The Walther Schücking Institute for International Law is an institute of the Faculty of Law at Kiel University in Kiel, Germany.

It is the oldest university institute for public international law in Germany. The institute ranks among the top three international law institutes within Germany and has a great reputation throughout Europe.

== Foundation and Historical Development ==
The Walther Schücking Institute for International Law was founded in 1914 as the Kiel Institute for International Law, making it the oldest university institute for international law in Germany. Since its foundation, the institute has seen itself as a place for scholarly reflection on international law and its contribution to the maintenance of peace.

=== German Empire and Weimar Republic ===
After plans to establish a multidisciplinary "Royal Institute for the Science of Global Relations" failed, the Institute for International Law (initially known until 1918 as the "Royal Seminar for International Law") was founded in February 1914 alongside the Institute for the World Economy. Its founding director was Theodor Niemeyer, a professor of Roman Law who had held a lectureship in international and colonial law since 1911.

In its early years, the institute focused on scholarly analysis of World War I and its causes. After the war, attention shifted to the post-war order and the League of Nations.
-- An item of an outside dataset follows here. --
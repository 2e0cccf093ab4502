pub mod mailer;

pub use mailer::NotificationService;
In 1926, Walther Schücking – a committed pacifist and early advocate of an international peace order – was appointed as Niemeyer's successor to the newly established chair of international and private international law in Kiel. Under his leadership, the institute developed into a leading center for international legal research, where figures such as Jean Spiropoulos, Paul Guggenheim, and Walter Schätzel worked as assistants. Key areas of research included the League of Nations, international jurisdiction, and post-war settlement issues.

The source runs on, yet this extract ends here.